AttachPMBinding. Attaches handlers to notifications that occur during the life cycle. For more information, see AttachPMBinding Method. For more information about notifications that can occur during the life cycle, see Notifications That Siebel Open UI Supports.
GetPM. Calls a method that the presentation model contains. It is recommended that you use GetPM only to call the following presentation model methods:
ExecuteMethod
OnControlEvent
Get
SetProperty
You can use ExecuteMethod or OnControlEvent to call a method that modifies the state of the presentation model or to call a method that reads this state. You can use the Get method to get the value of a presentation model property.

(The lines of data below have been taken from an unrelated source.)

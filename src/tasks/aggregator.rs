use log::{debug, info};
use std::sync::Arc;
use tokio::sync::mpsc;

use crate::aggregation::Aggregator;
use crate::handlers::VoteStateChange;

/// Background worker consuming the vote-state change stream and driving the
/// aggregation engine. Engine failures are already contained per election,
/// so a bad delivery never takes the worker down; the loop ends only when
/// every sender is gone.
pub async fn run_aggregation_task(
    aggregator: Arc<Aggregator>,
    mut changes: mpsc::UnboundedReceiver<VoteStateChange>,
) {
    info!("starting aggregation worker");
    while let Some(change) = changes.recv().await {
        let updated = aggregator.process_change(&change).await;
        debug!(
            "processed vote state change for user {}: {} election(s) updated",
            change.user_id, updated
        );
    }
    info!("change stream closed, aggregation worker exiting");
}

You can use SetProperty to set the value of a presentation model property.
For more information, see GetPM Method for Physical Renderers and OnControlEvent Method.

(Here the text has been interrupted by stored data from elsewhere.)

//! Key-value persistence for preferences

use crate::{Result, SahayakError};
use parking_lot::RwLock;
use std::collections::{BTreeMap, HashMap};
use std::fs;
use std::path::{Path, PathBuf};
use std::sync::Arc;
use tracing::{debug, warn};

pub trait PreferenceStore: Send {
    fn get(&self, key: &str) -> Option<String>;

    fn set(&mut self, key: &str, value: &str) -> Result<()>;
}

/// In-memory store; clones share the same map
#[derive(Debug, Clone, Default)]
pub struct MemoryPreferenceStore {
    values: Arc<RwLock<HashMap<String, String>>>,
}

impl MemoryPreferenceStore {
    pub fn new() -> Self {
        Self::default()
    }

    /// Seed a value
    pub fn with(self, key: &str, value: &str) -> Self {
        self.values.write().insert(key.to_string(), value.to_string());
        self
    }
}

impl PreferenceStore for MemoryPreferenceStore {
    fn get(&self, key: &str) -> Option<String> {
        self.values.read().get(key).cloned()
    }

    fn set(&mut self, key: &str, value: &str) -> Result<()> {
        self.values.write().insert(key.to_string(), value.to_string());
        Ok(())
    }
}

/// JSON file of string values, rewritten on every change
#[derive(Debug)]
pub struct FilePreferenceStore {
    path: PathBuf,
    values: BTreeMap<String, String>,
}

impl FilePreferenceStore {
    /// Open the store at `path`. A missing or unreadable file starts empty.
    pub fn open(path: impl Into<PathBuf>) -> Self {
        let path = path.into();
        let values = match fs::read_to_string(&path) {
            Ok(content) => serde_json::from_str(&content).unwrap_or_else(|e| {
                warn!("Ignoring malformed preferences at {}: {}", path.display(), e);
                BTreeMap::new()
            }),
            Err(_) => BTreeMap::new(),
        };
        debug!("Opened preferences at {}", path.display());
        Self { path, values }
    }

    /// `<config dir>/sahayak/preferences.json`
    pub fn default_path() -> Option<PathBuf> {
        dirs::config_dir().map(|dir| dir.join("sahayak").join("preferences.json"))
    }

    pub fn path(&self) -> &Path {
        &self.path
    }

    fn save(&self) -> Result<()> {
        if let Some(parent) = self.path.parent() {
            fs::create_dir_all(parent)?;
        }
        let content = serde_json::to_string_pretty(&self.values)
            .map_err(|e| SahayakError::PreferenceError(e.to_string()))?;
        fs::write(&self.path, content)?;
        Ok(())
    }
}

impl PreferenceStore for FilePreferenceStore {
    fn get(&self, key: &str) -> Option<String> {
        self.values.get(key).cloned()
    }

    fn set(&mut self, key: &str, value: &str) -> Result<()> {
        self.values.insert(key.to_string(), value.to_string());
        self.save()
    }
}

#[cfg(test)]
mod tests {
    use super::*;

    #[test]
    fn test_file_store_round_trip() {
        let dir = tempfile::tempdir().unwrap();
        let path = dir.path().join("nested").join("preferences.json");

        let mut store = FilePreferenceStore::open(&path);
        assert!(store.get("sahayak_fontSize").is_none());
        store.set("sahayak_fontSize", "22").unwrap();

        let reopened = FilePreferenceStore::open(&path);
        assert_eq!(reopened.get("sahayak_fontSize").as_deref(), Some("22"));
    }

    #[test]
    fn test_malformed_file_starts_empty() {
        let dir = tempfile::tempdir().unwrap();
        let path = dir.path().join("preferences.json");
        fs::write(&path, "not json").unwrap();

        let store = FilePreferenceStore::open(&path);
        assert!(store.get("sahayak_lastMode").is_none());
    }

    #[test]
    fn test_memory_store_clones_share_values() {
        let mut store = MemoryPreferenceStore::new();
        let view = store.clone();
        store.set("k", "v").unwrap();
        assert_eq!(view.get("k").as_deref(), Some("v"));
    }
}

EndLife. Ends the life of the physical renderer. For more information, see EndLife Method.
Life Cycle of a Plug-in Wrapper
The plug-in wrapper uses methods in the following sequence:
ShowUI. Performs show related activities for a control. For more information see ShowUI Method.
BindEvents. Attaches events to the DOM instance of the control. For more information see BindEvents Method.
BindData. Initializes data to the DOM instance of the control. For more information see BindData Method.
EndLife. Ends the life of the Plug-in Wrapper. For more information see EndLife Method.
Example of the Life Cycle of a User Interface Element
The following figure describes the life cycle of the calendar user interface element.

Explanation of Callouts
The following sequence occurs during the life cycle of a calendar user interface object:
The user clicks a button that refreshes the calendar.
The Init method adds the following items to the physical renderer:
AttachPMBinding ("ProcessCalendarData", RefreshUI)
The physical renderer sends the following method to the presentation model:
OnControlEvent("Refresh_Calendar",RequestCalendarData)
For more information, see OnControlEvent Method.
The Init method adds the following items to the presentation model:
AddProperty (MeetingDates, list of dates) AddMethod (RequestCalendarData, implementation) AttachEventHandler ("Refresh_Calendar", RequestCalendarData) AttachNotificationHandler ("GetCalendarOUIData", ProcessCalendarData) AttachPostProxyExecute ("GetCalendarOUIData",SetDefaultFocus)
For more information, see AttachEventHandler Method.
The presentation model sends the RequestCalendarData method to the Activity Calendar Applet proxy.
The Activity Calendar Applet proxy sends a request to the Siebel Server to call the RequestCalendarData method.
The Siebel Server gets metadata from the Activity Calendar Applet that resides on this server, and then sends the GetCalendarOUIData notification method to the presentation model. For more information, see About Objects and Metadata.
The presentation model does the following:
Runs the ProcessCalendarData method and the SetDefaultFocus method.
Sends the RefreshUI method to the physical renderer. This method gets the relevant properties from the presentation model.
The physical renderer refreshes the calendar.